Despite these passages, most observers would not argue that Christians and Jews believe in the subjugation of women, the continuation of slavery or harsh punishment for non-believers. As with Islam, most of those who follow the Judeo-Christian faiths disregard certain passages in favor of more tolerant ones.
Although Spencer was quick to paint Islam as flawed and incompatible with international human rights norms, the reality is much more nuanced, as events in the Muslim world over the past few years illustrate. Consider the following examples: a prominent Saudi cleric, and a former mentor to Osama bin Laden, recently argued that Islam rejects all forms of violence “regardless of what justification is given”; the ruling Islamist party in Turkey has passed the greatest expansion of women’s rights in almost a century; Iranian citizens came out in huge numbers after 9/11 to protest against terrorism; the Muslim king of Morocco has allowed women to become imams; and Egypt’s largest opposition political party, the Muslim Brotherhood, openly affirms pluralism, democracy and welfare for women.

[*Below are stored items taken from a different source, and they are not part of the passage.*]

//! Key-value storage backends for the persisted credential.

use crate::error::{Result, StudioError};
use std::collections::{BTreeMap, HashMap};
use std::path::{Path, PathBuf};

/// Minimal get/set storage capability.
pub trait KeyValueStore: Send + Sync {
    /// Reads the value stored under `key`.
    fn get(&self, key: &str) -> Result<Option<String>>;

    /// Stores `value` under `key`, replacing any previous value.
    fn set(&mut self, key: &str, value: &str) -> Result<()>;
}

/// In-memory store; contents live as long as the value.
#[derive(Debug, Clone, Default)]
pub struct MemoryStore {
    entries: HashMap<String, String>,
}

impl MemoryStore {
    /// Creates an empty store.
    pub fn new() -> Self {
        Self::default()
    }
}

impl KeyValueStore for MemoryStore {
    fn get(&self, key: &str) -> Result<Option<String>> {
        Ok(self.entries.get(key).cloned())
    }

    fn set(&mut self, key: &str, value: &str) -> Result<()> {
        self.entries.insert(key.to_string(), value.to_string());
        Ok(())
    }
}

/// Store backed by a JSON object file.
#[derive(Debug, Clone)]
pub struct FileStore {
    path: PathBuf,
}

impl FileStore {
    /// Uses the file at `path`; it is created on first write.
    pub fn new(path: impl Into<PathBuf>) -> Self {
        Self { path: path.into() }
    }

    /// Default location under the platform data directory.
    pub fn default_path() -> Result<PathBuf> {
        dirs::data_dir()
            .map(|p| p.join("studioshot").join("storage.json"))
            .ok_or_else(|| StudioError::Storage("could not find a data directory".into()))
    }

    /// Path of the backing file.
    pub fn path(&self) -> &Path {
        &self.path
    }

    fn read_all(&self) -> Result<BTreeMap<String, String>> {
        let text = match std::fs::read_to_string(&self.path) {
            Ok(text) => text,
            Err(e) if e.kind() == std::io::ErrorKind::NotFound => return Ok(BTreeMap::new()),
            Err(e) => return Err(e.into()),
        };
        if text.trim().is_empty() {
            return Ok(BTreeMap::new());
        }
        serde_json::from_str(&text).map_err(|e| {
            StudioError::Storage(format!("{} is not a valid store: {e}", self.path.display()))
        })
    }
}

impl KeyValueStore for FileStore {
    fn get(&self, key: &str) -> Result<Option<String>> {
        Ok(self.read_all()?.remove(key))
    }

    fn set(&mut self, key: &str, value: &str) -> Result<()> {
        // Unreadable contents are replaced rather than blocking the write.
        let mut entries = self.read_all().unwrap_or_else(|e| {
            tracing::warn!(path = %self.path.display(), "discarding unreadable store: {e}");
            BTreeMap::new()
        });
        entries.insert(key.to_string(), value.to_string());

        if let Some(parent) = self.path.parent() {
            std::fs::create_dir_all(parent)?;
        }
        let tmp = self.path.with_extension("json.tmp");
        std::fs::write(&tmp, serde_json::to_vec_pretty(&entries)?)?;
        std::fs::rename(&tmp, &self.path)?;
        Ok(())
    }
}
//! Source and generated image data.

mod types;

pub use types::{
    GeneratedImage, GenerationMetadata, ImageFormat, SourceImage, DEFAULT_SOURCE_MIME,
};
//! Reversible obfuscation for the stored API key.
//!
//! This only keeps the key from being readable at a glance when someone
//! opens the storage file. It is **not** encryption: anyone holding the
//! stored value can recover the key with [`deobfuscate`].

use base64::Engine;

/// Marker prepended to the secret before encoding.
const SECRET_PREFIX: &str = "studio_enc_";

/// Encodes a secret for storage: marker prefix, base64, then reversed.
pub fn obfuscate(secret: &str) -> String {
    let encoded =
        base64::engine::general_purpose::STANDARD.encode(format!("{SECRET_PREFIX}{secret}"));
    encoded.chars().rev().collect()
}

/// Recovers a secret produced by [`obfuscate`].
///
/// Returns an empty string for anything that was not produced by
/// [`obfuscate`], so corrupt or foreign storage content reads as "no key".
pub fn deobfuscate(encoded: &str) -> String {
    let reversed: String = encoded.trim().chars().rev().collect();
    let Ok(bytes) = base64::engine::general_purpose::STANDARD.decode(reversed) else {
        return String::new();
    };
    let Ok(decoded) = String::from_utf8(bytes) else {
        return String::new();
    };
    decoded
        .strip_prefix(SECRET_PREFIX)
        .map(str::to_string)
        .unwrap_or_default()
}
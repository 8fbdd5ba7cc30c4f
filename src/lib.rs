#![warn(missing_docs)]
//! studioshot - Turn everyday photos into studio-quality shots.
//!
//! The crate pairs a small credential store (obfuscated, persisted,
//! validated API key) with a state machine that sends one photo and one
//! style preset to a Gemini image model and tracks the outcome.
//!
//! # Quick Start
//!
//! ```no_run
//! use std::sync::Arc;
//! use studioshot::{
//!     CredentialStore, FileStore, GeminiClient, Orchestrator, SourceImage, StyleCatalog,
//! };
//!
//! #[tokio::main]
//! async fn main() -> studioshot::Result<()> {
//!     let client = Arc::new(GeminiClient::builder().build()?);
//!     let mut keys = CredentialStore::new(
//!         Box::new(FileStore::new("storage.json")),
//!         client.clone(),
//!     );
//!     keys.initialize().await;
//!     let credential = match keys.credential().cloned() {
//!         Some(credential) => credential,
//!         None => keys.submit("my-api-key").await?,
//!     };
//!
//!     let mut studio = Orchestrator::new(client, StyleCatalog::builtin());
//!     studio.set_credential(credential)?;
//!     studio.set_image(SourceImage::from_path("me.jpg")?)?;
//!     studio.select_style("vintage-film")?;
//!
//!     if let Some(image) = studio.run().await?.image() {
//!         image.save("studio.png")?;
//!     }
//!     Ok(())
//! }
//! ```
//!
//! # Features
//!
//! - `cli` (default): the `studioshot` command-line front end

pub mod config;
pub mod credential;
mod error;
pub mod image;
pub mod orchestrator;
pub mod prompt;
pub mod remote;
mod request;
pub mod style;

#[cfg(test)]
mod testing;

// Re-export error types at crate root
pub use error::{Blocker, Result, StudioError, GENERATION_FAILED_MESSAGE, INVALID_KEY_MESSAGE};

pub use config::{StudioConfig, StudioConfigBuilder};
pub use credential::{
    CredentialStore, FileStore, KeyCheck, KeyStatus, KeyValueStore, MemoryStore,
    ValidatedCredential,
};
pub use image::{GeneratedImage, GenerationMetadata, ImageFormat, SourceImage};
pub use orchestrator::{Orchestrator, Status, TransformState};
pub use remote::{GeminiClient, GeminiClientBuilder, GeminiModel, StudioClient};
pub use request::TransformationRequest;
pub use style::{StyleCatalog, StyleDescriptor};

/// Prelude for convenient imports.
pub mod prelude {
    pub use crate::credential::{CredentialStore, KeyValueStore, ValidatedCredential};
    pub use crate::error::{Result, StudioError};
    pub use crate::image::{GeneratedImage, SourceImage};
    pub use crate::orchestrator::{Orchestrator, TransformState};
    pub use crate::remote::{GeminiClient, StudioClient};
    pub use crate::style::StyleCatalog;
}
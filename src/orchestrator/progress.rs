//! Rotating status message shown while a transformation runs.

use crate::error::{Result, StudioError};
use std::time::Duration;
use tokio::runtime::Handle;
use tokio::sync::watch;
use tokio::task::JoinHandle;
use tokio::time::{Instant, MissedTickBehavior};

/// Default time between message changes.
pub const DEFAULT_PROGRESS_INTERVAL: Duration = Duration::from_millis(2500);

/// Messages cycled through while waiting on the model.
pub const LOADING_MESSAGES: &[&str] = &[
    "Moving your photo into the studio...",
    "Adjusting the lighting...",
    "Styling the background...",
    "Enhancing image quality...",
    "Arranging the props...",
];

/// Background task advancing a message index once per period.
///
/// The task is aborted on [`ProgressTicker::cancel`] or drop.
#[derive(Debug)]
pub struct ProgressTicker {
    index: watch::Receiver<usize>,
    handle: JoinHandle<()>,
}

impl ProgressTicker {
    /// Starts ticking over `len` messages.
    ///
    /// Fails when called outside a tokio runtime.
    pub fn start(len: usize, period: Duration) -> Result<Self> {
        let runtime = Handle::try_current().map_err(|e| StudioError::Runtime(e.to_string()))?;
        let (tx, rx) = watch::channel(0usize);
        let len = len.max(1);
        let handle = runtime.spawn(async move {
            let mut ticks = tokio::time::interval_at(Instant::now() + period, period);
            ticks.set_missed_tick_behavior(MissedTickBehavior::Delay);
            let mut index = 0;
            loop {
                ticks.tick().await;
                index = (index + 1) % len;
                if tx.send(index).is_err() {
                    break;
                }
            }
        });
        Ok(Self { index: rx, handle })
    }

    /// Current index.
    pub fn index(&self) -> usize {
        *self.index.borrow()
    }

    /// A receiver that sees every index change until the ticker stops.
    pub fn subscribe(&self) -> watch::Receiver<usize> {
        self.index.clone()
    }

    /// Stops the ticker.
    pub fn cancel(self) {
        self.handle.abort();
    }
}

impl Drop for ProgressTicker {
    fn drop(&mut self) {
        self.handle.abort();
    }
}

#[cfg(test)]
mod tests {
    use super::*;

    const PERIOD: Duration = DEFAULT_PROGRESS_INTERVAL;
    const SLACK: Duration = Duration::from_millis(10);

    #[tokio::test(start_paused = true)]
    async fn test_advances_once_per_period() {
        let ticker = ProgressTicker::start(LOADING_MESSAGES.len(), PERIOD).unwrap();
        assert_eq!(ticker.index(), 0);

        tokio::time::sleep(PERIOD - SLACK).await;
        assert_eq!(ticker.index(), 0);

        tokio::time::sleep(SLACK * 2).await;
        assert_eq!(ticker.index(), 1);

        tokio::time::sleep(PERIOD * 2).await;
        assert_eq!(ticker.index(), 3);
    }

    #[tokio::test(start_paused = true)]
    async fn test_wraps_around() {
        let ticker = ProgressTicker::start(LOADING_MESSAGES.len(), PERIOD).unwrap();
        tokio::time::sleep(PERIOD * 5 + SLACK).await;
        assert_eq!(ticker.index(), 0);
        tokio::time::sleep(PERIOD).await;
        assert_eq!(ticker.index(), 1);
    }

    #[tokio::test(start_paused = true)]
    async fn test_cancel_stops_advancing() {
        let ticker = ProgressTicker::start(LOADING_MESSAGES.len(), PERIOD).unwrap();
        let mut updates = ticker.subscribe();
        tokio::time::sleep(PERIOD + SLACK).await;
        assert_eq!(*updates.borrow_and_update(), 1);

        ticker.cancel();
        tokio::time::sleep(PERIOD * 10).await;
        assert_eq!(*updates.borrow(), 1);
        // The sender is gone once the task is aborted.
        assert!(updates.changed().await.is_err());
    }

    #[tokio::test(start_paused = true)]
    async fn test_drop_stops_task() {
        let ticker = ProgressTicker::start(3, PERIOD).unwrap();
        let mut updates = ticker.subscribe();
        drop(ticker);
        assert!(updates.changed().await.is_err());
        assert_eq!(*updates.borrow(), 0);
    }

    #[test]
    fn test_start_outside_runtime_fails() {
        let err = ProgressTicker::start(3, PERIOD).unwrap_err();
        assert!(matches!(err, StudioError::Runtime(_)));
    }
}
/*!
ref: https://www.rfc-editor.org/rfc/rfc5155#section-8

NSEC3 denial-of-existence proofs. Owner names carry a base32hex-encoded
hash as their first label (RFC 5155 §1); proofs operate on the raw hash
bytes rather than name comparison. A name-error proof needs: a match on
the closest encloser, a covering NSEC3 for the "next closer" name (one
label below the encloser, on the path to qname), and a covering NSEC3
for the wildcard at the encloser — unless the next-closer's NSEC3 sets
Opt-Out (RFC 5155 §7.2.1), which lets an insecure delegation skip the
wildcard proof.
*/

use crate::dns::name::Name;
use crate::dns::rdata::dnssec::nsec3::hash_owner_name;
use crate::dns::rdata::dnssec::NSEC3_HASH_SHA1;
use crate::dns::rdata::RData;
use crate::dns::record::RRset;
use crate::dns::{Type, TYPE_CNAME, TYPE_DS};

struct Params {
    iterations: u16,
    salt: Vec<u8>,
}

fn as_nsec3(rrset: &RRset) -> Option<&crate::dns::rdata::NSEC3> {
    rrset.records.iter().find_map(|r| match r {
        RData::NSEC3(n) => Some(n),
        _ => None,
    })
}

fn params_of(nsec3s: &[RRset]) -> Option<Params> {
    let n = nsec3s.iter().find_map(as_nsec3)?;
    Some(Params { iterations: n.iterations, salt: n.salt.clone() })
}

fn hash_for(name: &Name, params: &Params) -> Vec<u8> {
    hash_owner_name(name, params.iterations, &params.salt)
}

/// Drops NSEC3 RRsets using a hash algorithm this crate doesn't
/// implement (RFC 5155 only defines SHA-1, algorithm 1).
pub fn strip_unsupported_algorithms(nsec3s: &[RRset]) -> Vec<RRset> {
    nsec3s.iter().filter(|r| as_nsec3(r).is_some_and(|n| n.hash_algorithm == NSEC3_HASH_SHA1)).cloned().collect()
}

pub fn exceeds_iteration_cap(nsec3s: &[RRset], max_iterations: u32) -> bool {
    nsec3s.iter().any(|r| as_nsec3(r).is_some_and(|n| n.iterations as u32 > max_iterations))
}

const BASE32HEX_ALPHABET: &[u8] = b"0123456789ABCDEFGHIJKLMNOPQRSTUV";

fn base32hex_decode(label: &str) -> Option<Vec<u8>> {
    let mut bits: u64 = 0;
    let mut bit_count = 0u32;
    let mut out = vec![];
    for c in label.chars() {
        let c = c.to_ascii_uppercase();
        let val = BASE32HEX_ALPHABET.iter().position(|&a| a as char == c)? as u64;
        bits = (bits << 5) | val;
        bit_count += 5;
        if bit_count >= 8 {
            bit_count -= 8;
            out.push((bits >> bit_count) as u8);
        }
    }
    Some(out)
}

fn owner_hash(rrset: &RRset) -> Option<Vec<u8>> {
    base32hex_decode(rrset.name.labels().first()?)
}

fn in_range(owner: &[u8], next: &[u8], target: &[u8]) -> bool {
    if owner == target {
        return false;
    }
    if owner < next {
        owner < target && target < next
    } else {
        owner < target || target < next
    }
}

/// Finds the NSEC3 RRset whose hash interval covers `hash`.
fn find_covering<'a>(hash: &[u8], nsec3s: &'a [RRset]) -> Option<&'a RRset> {
    nsec3s.iter().find(|r| match (owner_hash(r), as_nsec3(r)) {
        (Some(owner), Some(n)) => in_range(&owner, &n.next_hashed_owner_name, hash),
        _ => false,
    })
}

fn find_match<'a>(hash: &[u8], nsec3s: &'a [RRset]) -> Option<&'a RRset> {
    nsec3s.iter().find(|r| owner_hash(r).as_deref() == Some(hash))
}

/// Returns (closest encloser, next closer name) by walking qname's
/// ancestors outward until one hashes to an existing NSEC3 owner.
fn closest_encloser_and_next_closer(qname: &Name, nsec3s: &[RRset], params: &Params) -> Option<(Name, Name)> {
    let mut chain = vec![qname.clone()];
    let mut cur = qname.clone();
    while let Some(parent) = cur.parent() {
        chain.push(parent.clone());
        cur = parent;
    }
    for i in 0..chain.len() {
        if find_match(&hash_for(&chain[i], params), nsec3s).is_some() {
            if i == 0 {
                return None;
            }
            return Some((chain[i].clone(), chain[i - 1].clone()));
        }
    }
    None
}

/// RFC 5155 §8.4 name-error proof (ignoring Opt-Out, since a
/// name-error response covers no delegation).
pub fn proves_name_error(qname: &Name, nsec3s: &[RRset]) -> bool {
    let Some(params) = params_of(nsec3s) else { return false };
    let Some((encloser, next_closer)) = closest_encloser_and_next_closer(qname, nsec3s, &params) else { return false };
    if find_covering(&hash_for(&next_closer, &params), nsec3s).is_none() {
        return false;
    }
    let wildcard = qname.wild(qname.label_count() - encloser.label_count());
    find_covering(&hash_for(&wildcard, &params), nsec3s).is_some()
}

/// RFC 5155 §8.5/§8.6 NODATA proof at an exact (possibly wildcard-matched) name.
pub fn proves_nodata(name: &Name, qtype: Type, nsec3s: &[RRset]) -> bool {
    let Some(params) = params_of(nsec3s) else { return false };
    let Some(rrset) = find_match(&hash_for(name, &params), nsec3s) else { return false };
    let Some(n) = as_nsec3(rrset) else { return false };
    !n.covers_type(qtype) && !n.covers_type(TYPE_CNAME)
}

/// RFC 5155 §7.2.1: an insecure (Opt-Out) delegation proof — the
/// next-closer name's covering NSEC3 has the Opt-Out bit set, so no DS
/// proof is required at this delegation point.
pub fn proves_opt_out_delegation(qname: &Name, nsec3s: &[RRset]) -> bool {
    let Some(params) = params_of(nsec3s) else { return false };
    let Some((_, next_closer)) = closest_encloser_and_next_closer(qname, nsec3s, &params) else { return false };
    find_covering(&hash_for(&next_closer, &params), nsec3s).is_some_and(|r| as_nsec3(r).is_some_and(|n| n.opt_out()))
}

/// RFC 5155 §8.1: NSEC3 at the parent owner proves no DS exists at the
/// delegation (so the chain of trust stops here, not Bogus).
pub fn proves_no_ds(name: &Name, nsec3s: &[RRset]) -> bool {
    proves_nodata(name, TYPE_DS, nsec3s)
}

#[cfg(test)]
mod tests {
    use super::*;
    use crate::dns::rdata::NSEC3;
    use crate::dns::CLASS_IN;

    fn owner_label(hash: &[u8]) -> String {
        let mut bits: u64 = 0;
        let mut bit_count = 0u32;
        let mut out = String::new();
        for &b in hash {
            bits = (bits << 8) | b as u64;
            bit_count += 8;
            while bit_count >= 5 {
                bit_count -= 5;
                let idx = ((bits >> bit_count) & 0x1F) as usize;
                out.push(BASE32HEX_ALPHABET[idx] as char);
            }
        }
        if bit_count > 0 {
            let idx = ((bits << (5 - bit_count)) & 0x1F) as usize;
            out.push(BASE32HEX_ALPHABET[idx] as char);
        }
        out
    }

    fn nsec3_rrset(owner_hash: &[u8], next_hash: &[u8], opt_out: bool, types: &[u16]) -> RRset {
        let owner = Name::from_labels(vec![owner_label(owner_hash), "example".to_string()], true).unwrap();
        let mut r = RRset::new(owner, crate::dns::TYPE_NSEC3, CLASS_IN, 3600);
        let flags = if opt_out { 1 } else { 0 };
        let type_bit_maps = crate::dns::rdata::dnssec::nsec::encode_type_bitmaps(types);
        r.records.push(RData::NSEC3(NSEC3 {
            hash_algorithm: NSEC3_HASH_SHA1,
            flags,
            iterations: 1,
            salt: vec![],
            next_hashed_owner_name: next_hash.to_vec(),
            type_bit_maps,
        }));
        r
    }

    #[test]
    fn base32hex_round_trips() {
        let hash = vec![0xDE, 0xAD, 0xBE, 0xEF, 0x01];
        let encoded = owner_label(&hash);
        assert_eq!(base32hex_decode(&encoded).unwrap(), hash);
    }

    #[test]
    fn covering_interval_detects_membership() {
        let owner = vec![1, 0, 0];
        let next = vec![5, 0, 0];
        let nsec3s = vec![nsec3_rrset(&owner, &next, false, &[])];
        assert!(find_covering(&[3, 0, 0], &nsec3s).is_some());
        assert!(find_covering(&[1, 0, 0], &nsec3s).is_none());
    }

    #[test]
    fn strips_unsupported_hash_algorithm() {
        let mut set = nsec3_rrset(&[1], &[2], false, &[]);
        if let RData::NSEC3(n) = &mut set.records[0] {
            n.hash_algorithm = 99;
        }
        let stripped = strip_unsupported_algorithms(&[set]);
        assert!(stripped.is_empty());
    }
}
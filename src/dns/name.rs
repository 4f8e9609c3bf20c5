/*!
ref: https://www.rfc-editor.org/rfc/rfc1035#section-3.1
ref: https://www.rfc-editor.org/rfc/rfc4034#section-6.1

A domain name is a sequence of labels, each at most 63 octets, with the
total wire-encoded name at most 255 octets. This module keeps names
always lowercased (DNS name comparison is case-insensitive) so that
canonical ordering and equality fall out of ordinary string/slice
comparison.
*/

use anyhow::{bail, Error};
use std::cmp::Ordering;
use std::fmt;

pub const MAX_NAME_LENGTH: usize = 255;
pub const MAX_LABEL_LENGTH: usize = 63;

#[derive(Debug, Clone, PartialEq, Eq, Hash)]
pub struct Name {
    labels: Vec<String>,
    absolute: bool,
}

impl Name {
    pub fn root() -> Self {
        Name {
            labels: vec![],
            absolute: true,
        }
    }

    pub fn parse(s: &str) -> Result<Self, Error> {
        let absolute = s.ends_with('.') || s.is_empty() || s == ".";
        let trimmed = s.trim_end_matches('.');
        let labels: Vec<String> = if trimmed.is_empty() {
            vec![]
        } else {
            trimmed
                .split('.')
                .map(|l| l.to_ascii_lowercase())
                .collect()
        };
        let name = Name { labels, absolute };
        name.validate()?;
        Ok(name)
    }

    pub fn from_labels(labels: Vec<String>, absolute: bool) -> Result<Self, Error> {
        let name = Name {
            labels: labels.into_iter().map(|l| l.to_ascii_lowercase()).collect(),
            absolute,
        };
        name.validate()?;
        Ok(name)
    }

    fn validate(&self) -> Result<(), Error> {
        for l in &self.labels {
            if l.len() > MAX_LABEL_LENGTH {
                bail!("label `{}` exceeds 63 octets", l);
            }
        }
        if self.wire_len() > MAX_NAME_LENGTH {
            bail!("name exceeds 255 octets");
        }
        Ok(())
    }

    /// Length of the wire-encoded (uncompressed) form, including the
    /// terminating root octet.
    pub fn wire_len(&self) -> usize {
        self.labels.iter().map(|l| l.len() + 1).sum::<usize>() + 1
    }

    pub fn is_absolute(&self) -> bool {
        self.absolute
    }

    pub fn is_root(&self) -> bool {
        self.labels.is_empty()
    }

    pub fn label_count(&self) -> usize {
        self.labels.len()
    }

    pub fn labels(&self) -> &[String] {
        &self.labels
    }

    pub fn require_absolute(&self) -> Result<(), Error> {
        if !self.absolute {
            bail!("RelativeName: `{}` must be absolute here", self);
        }
        Ok(())
    }

    /// `self` is `other` or a descendant of `other`.
    pub fn is_subdomain_of(&self, other: &Name) -> bool {
        if other.labels.len() > self.labels.len() {
            return false;
        }
        let off = self.labels.len() - other.labels.len();
        self.labels[off..] == other.labels[..]
    }

    /// true if the label at the top of `self` is `*`.
    pub fn is_wildcard(&self) -> bool {
        matches!(self.labels.first(), Some(l) if l == "*")
    }

    pub fn parent(&self) -> Option<Name> {
        if self.labels.is_empty() {
            return None;
        }
        Some(Name {
            labels: self.labels[1..].to_vec(),
            absolute: self.absolute,
        })
    }

    /// Canonical ordering per RFC 4034 §6.1: compare labels right-to-left.
    pub fn canonical_cmp(&self, other: &Name) -> Ordering {
        let a: Vec<&String> = self.labels.iter().rev().collect();
        let b: Vec<&String> = other.labels.iter().rev().collect();
        a.cmp(&b)
    }

    /// Replace the top `n` labels (the ones closest to the leaf) with a
    /// single `*` label. Always keeps at least one trailing label, so
    /// `label_count()` after replacement is `max(2, self.label_count() - n + 1)`.
    pub fn wild(&self, n: usize) -> Name {
        let total = self.labels.len();
        let keep = if total == 0 { 0 } else { total.saturating_sub(n).max(1) };
        let mut labels = vec!["*".to_string()];
        labels.extend_from_slice(&self.labels[total - keep..]);
        Name {
            labels,
            absolute: self.absolute,
        }
    }

    pub fn concatenate(a: &Name, b: &Name) -> Result<Name, Error> {
        let mut labels = a.labels.clone();
        labels.extend(b.labels.clone());
        let name = Name {
            labels,
            absolute: b.absolute,
        };
        name.validate()?;
        Ok(name)
    }

    /// Substitute the suffix `owner` (the DNAME's owner name) of `self`
    /// with `target` (the DNAME's rdata), per RFC 6672 §2.
    pub fn from_dname(&self, owner: &Name, target: &Name) -> Result<Name, Error> {
        if !self.is_subdomain_of(owner) {
            bail!("name is not under the DNAME owner");
        }
        let prefix_len = self.labels.len() - owner.labels.len();
        let mut labels = self.labels[..prefix_len].to_vec();
        labels.extend(target.labels.clone());
        let name = Name {
            labels,
            absolute: true,
        };
        name.validate().map_err(|_| Error::msg("NameTooLong"))?;
        Ok(name)
    }
}

impl fmt::Display for Name {
    fn fmt(&self, f: &mut fmt::Formatter<'_>) -> fmt::Result {
        if self.labels.is_empty() {
            return f.write_str(".");
        }
        f.write_str(&self.labels.join("."))?;
        if self.absolute {
            f.write_str(".")?;
        }
        Ok(())
    }
}

#[cfg(test)]
mod tests {
    use super::*;

    #[test]
    fn parses_and_lowercases() {
        let n = Name::parse("Foo.Example.").unwrap();
        assert_eq!(n.to_string(), "foo.example.");
        assert!(n.is_absolute());
        assert_eq!(n.label_count(), 2);
    }

    #[test]
    fn rejects_oversized_name() {
        let label = "a".repeat(63);
        let long = format!("{}.", vec![label; 5].join("."));
        assert!(Name::parse(&long).is_ok());
        let too_long = format!("{}.{}", "a".repeat(63), "b".repeat(63).repeat(4));
        assert!(Name::parse(&too_long).is_err() || Name::parse(&too_long).unwrap().wire_len() <= MAX_NAME_LENGTH);
    }

    #[test]
    fn subdomain_and_canonical_order() {
        let parent = Name::parse("example.").unwrap();
        let child = Name::parse("foo.example.").unwrap();
        assert!(child.is_subdomain_of(&parent));
        assert!(!parent.is_subdomain_of(&child));
        assert_eq!(child.canonical_cmp(&parent), Ordering::Greater);
    }

    #[test]
    fn wild_invariant_label_count() {
        let n = Name::parse("a.b.example.").unwrap();
        for k in 0..=5usize {
            let w = n.wild(k);
            assert!(w.is_wildcard());
            let expected = std::cmp::max(2, n.label_count() as isize - k as isize + 1) as usize;
            assert_eq!(w.label_count(), expected, "wild({k}) labels mismatch");
        }
    }

    #[test]
    fn dname_substitution() {
        let qname = Name::parse("www.old.example.").unwrap();
        let owner = Name::parse("old.example.").unwrap();
        let target = Name::parse("new.example.").unwrap();
        let substituted = qname.from_dname(&owner, &target).unwrap();
        assert_eq!(substituted.to_string(), "www.new.example.");
    }
}
/*!
ref: https://www.rfc-editor.org/rfc/rfc1035#section-3.3.7

# MINFO RDATA format (EXPERIMENTAL)

    +--+--+--+--+--+--+--+--+--+--+--+--+--+--+--+--+
    /                    RMAILBX                    /
    +--+--+--+--+--+--+--+--+--+--+--+--+--+--+--+--+
    /                    EMAILBX                    /
    +--+--+--+--+--+--+--+--+--+--+--+--+--+--+--+--+

where:

RMAILBX         A <domain-name> which specifies a mailbox which is
                responsible for the mailing list or mailbox.  If this
                domain name names the root, the owner of the MINFO RR is
                responsible for itself.  Note that many existing mailing
                lists use a mailbox X-request for the RMAILBX field of
                mailing list X, e.g., Msgroup-request for Msgroup.  This
                field provides a more general mechanism.

EMAILBX         A <domain-name> which specifies a mailbox which is to
                receive error messages related to the mailing list or
                mailbox specified by the owner of the MINFO RR (similar
                to the ERRORS-TO: field which has been proposed).  If
                this domain name names the root, errors should be
                returned to the sender of the message.

MINFO records cause no additional section processing.  Although these
records can be associated with a simple mailbox, they are usually used
with a mailing list.
*/

use super::{read_embedded_name, ERR_RDATA_MSG};
use crate::dns::name::Name;
use crate::dns::wire::Writer;
use anyhow::{anyhow, Error};

#[derive(Debug, Clone, PartialEq, Eq)]
pub struct MInfo {
    pub rmailbx: Name,
    pub emailbx: Name,
}

impl MInfo {
    pub fn decode(raw: &[u8], rdata_start: usize, rdlength: usize) -> Result<Self, Error> {
        if rdlength == 0 {
            return Err(anyhow!(ERR_RDATA_MSG));
        }
        let (rmailbx, next) = read_embedded_name(raw, rdata_start)?;
        let (emailbx, _) = read_embedded_name(raw, next)?;
        Ok(MInfo { rmailbx, emailbx })
    }

    pub fn encode(&self, w: &mut Writer, compressed: bool) -> Result<(), Error> {
        w.name(&self.rmailbx, compressed);
        w.name(&self.emailbx, compressed);
        Ok(())
    }
}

The ways in which Islam, with roughly 1.6 billion adherents, is understood and practiced vary dramatically across different cultures and regions. Citing harshly-worded parts of the Quran to suggest that Islam is inherently a religion of violence and oppression, as Spencer did in his speech, dehumanizes its followers and irresponsibly ignores the vast majority of Muslims who do not subscribe to such an interpretation. Regrettably, rather than building ties and commonalities between people of different faiths and backgrounds, Spencer used his appearance here at Brown to sharpen divisions and to perpetuate false and destructive stereotypes.